A playbook for the new Metro Transit general manager
Metro Transit worker Kevin Davis checks the Go-To card of a University of Minnesota student. Photo by H. Jiahong Pan/Minnesota Reformer.
Just months ago, Metro Transit faced a projected $130 million annual operating shortfall.
Now, thanks to decades of advocacy from community members and bold leadership from legislative champions, Metro Transit is a solvent agency with abundant resources to invest in our region’s future.
With upwards of $450 million annually in new funding, Metro Transit’s strong financial footing allows the agency to build a faster, more efficient transit system to attract new riders and better serve existing patrons, which in turn will help reduce climate pollution, provide excellent and affordable access to opportunity, and create healthier communities.
But money alone isn’t enough.
We also need strong, visionary leaders at Metro Transit and the Metropolitan Council who can seize this moment of opportunity with the level of urgency and initiative necessary to meet the needs of our people and our climate. And we need Gov. Tim Walz’s administration to clearly voice its backing of bold Metro Transit and Metropolitan Council leadership.
As a longtime transit rider and Met Council staff member since 2012, Lesley Kandaras has the experience, knowledge and relationships to transform public transportation in the Twin Cities. Her first 180 days as General Manager will be critical in setting a new tone and trajectory for the agency.

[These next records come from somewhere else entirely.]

//! Monitor protocol messages.
//!
//! The engine's control endpoint speaks JSON objects over a TCP socket.
//! Outbound commands are `{"execute": <name>}` with an optional `arguments`
//! object, terminated by CRLF. Inbound traffic is a greeting, command
//! replies (`return` / `error`) and asynchronous events. The engine is started
//! with `pretty=on`, so one inbound object may span several lines;
//! [`FrameDecoder`] reassembles them.

use std::path::PathBuf;

use chrono::{DateTime, TimeZone, Utc};
use serde::{Deserialize, Serialize};
use serde_json::Value;

/// Upper bound for a single buffered inbound object.
const MAX_FRAME_BYTES: usize = 1_048_576;

// ---------------------------------------------------------------------------
// Outbound commands
// ---------------------------------------------------------------------------

/// Commands this crate issues on the monitor channel.
#[derive(Debug, Clone, PartialEq, Eq)]
pub enum QmpCommand {
    /// Leave negotiation mode. Sent once during the handshake.
    Capabilities,
    /// Freeze guest CPUs.
    Stop,
    /// Resume guest CPUs.
    Cont,
    /// ACPI power button press.
    SystemPowerdown,
    /// Write the current display to a PPM file.
    Screendump { filename: PathBuf },
}

#[derive(Serialize)]
struct Execute<'a> {
    execute: &'a str,
    #[serde(skip_serializing_if = "Option::is_none")]
    arguments: Option<Value>,
}

impl QmpCommand {
    pub fn name(&self) -> &'static str {
        match self {
            QmpCommand::Capabilities => "qmp_capabilities",
            QmpCommand::Stop => "stop",
            QmpCommand::Cont => "cont",
            QmpCommand::SystemPowerdown => "system_powerdown",
            QmpCommand::Screendump { .. } => "screendump",
        }
    }

    fn arguments(&self) -> Option<Value> {
        match self {
            QmpCommand::Screendump { filename } => Some(serde_json::json!({
                "filename": filename.display().to_string(),
            })),
            _ => None,
        }
    }

    /// The JSON object for this command.
    pub fn to_json(&self) -> String {
        let execute = Execute {
            execute: self.name(),
            arguments: self.arguments(),
        };
        serde_json::to_string(&execute).unwrap_or_default()
    }

    /// The exact bytes written to the socket.
    pub fn to_wire(&self) -> String {
        let mut line = self.to_json();
        line.push_str("\r\n");
        line
    }
}

// ---------------------------------------------------------------------------
// Inbound messages
// ---------------------------------------------------------------------------

#[derive(Debug, Deserialize)]
struct RawTimestamp {
    seconds: i64,
    #[serde(default)]
    microseconds: i64,
}

#[derive(Debug, Deserialize)]
struct RawEvent {
    event: String,
    timestamp: Option<RawTimestamp>,
    data: Option<QmpEventData>,
}

/// Structured payload of an asynchronous event. Only the fields this crate
/// reports on are typed; everything else is kept in `extra`.
#[derive(Debug, Clone, PartialEq, Default, Deserialize, Serialize)]
pub struct QmpEventData {
    /// Whether the guest initiated the shutdown or reset.
    pub guest: Option<bool>,
    pub reason: Option<String>,
    #[serde(flatten)]
    pub extra: serde_json::Map<String, Value>,
}

/// An asynchronous event from the engine. Observational only.
#[derive(Debug, Clone, PartialEq)]
pub struct QmpEvent {
    pub name: String,
    pub timestamp: Option<DateTime<Utc>>,
    pub data: Option<QmpEventData>,
}

/// One decoded inbound object.
#[derive(Debug, Clone, PartialEq)]
pub enum QmpMessage {
    Greeting(Value),
    Return(Value),
    Error { class: String, desc: String },
    Event(QmpEvent),
    Unknown(Value),
}

impl QmpMessage {
    pub fn from_value(value: Value) -> Self {
        if let Some(greeting) = value.get("QMP") {
            return QmpMessage::Greeting(greeting.clone());
        }
        if let Some(ret) = value.get("return") {
            return QmpMessage::Return(ret.clone());
        }
        if let Some(err) = value.get("error") {
            let field = |key: &str| {
                err.get(key)
                    .and_then(Value::as_str)
                    .unwrap_or_default()
                    .to_string()
            };
            return QmpMessage::Error {
                class: field("class"),
                desc: field("desc"),
            };
        }
        if value.get("event").is_some() {
            if let Ok(raw) = serde_json::from_value::<RawEvent>(value.clone()) {
                let timestamp = raw.timestamp.and_then(|ts| {
                    Utc.timestamp_opt(ts.seconds, ts.microseconds.clamp(0, 999_999) as u32 * 1000)
                        .single()
                });
                return QmpMessage::Event(QmpEvent {
                    name: raw.event,
                    timestamp,
                    data: raw.data,
                });
            }
        }
        QmpMessage::Unknown(value)
    }
}

// ---------------------------------------------------------------------------
// Frame decoder
// ---------------------------------------------------------------------------

/// Error from [`FrameDecoder::next_frame`].
#[derive(Debug, thiserror::Error)]
pub enum FrameError {
    #[error("malformed monitor frame: {0}")]
    Malformed(#[from] serde_json::Error),
    #[error("monitor frame exceeds {MAX_FRAME_BYTES} bytes")]
    TooLarge,
}

/// Reassembles JSON objects from a byte stream, compact or pretty-printed.
#[derive(Debug, Default)]
pub struct FrameDecoder {
    buf: Vec<u8>,
}

impl FrameDecoder {
    pub fn new() -> Self {
        Self::default()
    }

    pub fn push(&mut self, bytes: &[u8]) {
        self.buf.extend_from_slice(bytes);
    }

    /// Pop the next complete object, if one is buffered.
    ///
    /// A malformed object is dropped up to the next newline so later frames
    /// still decode.
    pub fn next_frame(&mut self) -> Option<Result<Value, FrameError>> {
        let start = match self.buf.iter().position(|b| !b.is_ascii_whitespace()) {
            Some(start) => start,
            None => {
                self.buf.clear();
                return None;
            }
        };
        self.buf.drain(..start);

        let (result, consumed) = {
            let mut stream = serde_json::Deserializer::from_slice(&self.buf).into_iter::<Value>();
            let result = stream.next();
            (result, stream.byte_offset())
        };

        match result {
            Some(Ok(value)) => {
                self.buf.drain(..consumed);
                Some(Ok(value))
            }
            Some(Err(e)) if e.is_eof() => {
                if self.buf.len() > MAX_FRAME_BYTES {
                    self.buf.clear();
                    return Some(Err(FrameError::TooLarge));
                }
                None
            }
            Some(Err(e)) => {
                let skip = self
                    .buf
                    .iter()
                    .position(|b| *b == b'\n')
                    .map(|i| i + 1)
                    .unwrap_or(self.buf.len());
                self.buf.drain(..skip);
                Some(Err(FrameError::Malformed(e)))
            }
            None => None,
        }
    }
}

// ---------------------------------------------------------------------------
// Tests
// ---------------------------------------------------------------------------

First, Kandaras needs a leadership team that establishes a new status quo. She needs agency insiders who know how to get things done and outside instigators who bring new perspectives from advocacy, engineering, and other regions with world-class transit systems. She needs a team that can inspire a radical culture change to build Metro Transit into a nimble and creative organization ready, eager and unafraid to take action.
Second, the agency must position itself as a high-quality resource for all members of our community, regardless of income, race, background, age or ability. This will require simultaneously embracing the fact that transit is an epicenter of social challenges and providing excellent service to attract significant numbers of new and diverse riders.
Rather than punishing vulnerable people or dismissing housing instability, chemical dependency, and economic security as another jurisdiction’s problem, Metro Transit can lean in and be a connector and a problem solver, providing compassionate support and service navigation. That approach is at the core of the new Transit Rider Improvement Program, which will bring new personnel onboard with skill sets around public health, conflict de-escalation and social services.
And rather than being pigeonholed as a safety net for those who can’t afford a car, Metro Transit must deploy its new funds to deliver immediate change. We need high frequency buses that come every five or 10 minutes and that allow riders to board all doors. We need to give green lights to buses at intersections to make them faster. We need to reverse the narrative that public transit is second-class transportation with aggressive marketing campaigns that amplify ongoing improvements; underscore the benefits of transit to our climate, health, and pocketbooks; and build a culture of respect and community on our buses, trains and platforms.
Making that happen will require that Metro Transit and General Manager Kandaras collaborate across jurisdictions, working with cities and counties on infrastructure improvements and new projects. It will require that Metro Transit and its leadership hold strong to a bold vision, even in the face of parochial concerns. It will require that the agency be tenacious in its commitment to transit equity and proactive in its vision for streets that prioritize people — not cars.
As advocates, we hear every day from riders who want better service and residents who want to use transit. Last year, our statewide poll found that one in five drivers would prefer to travel by another mode and nearly one-third of Minnesotans would be more likely to use buses and trains if there were greater access to transit where they lived. In just the past few months, nearly 1,000 people signed our petition calling on Met Council to appoint visionary leadership for transit.
Metro Transit has the resources. Metro Transit has the public and political will for transformative change. Now is the time for action.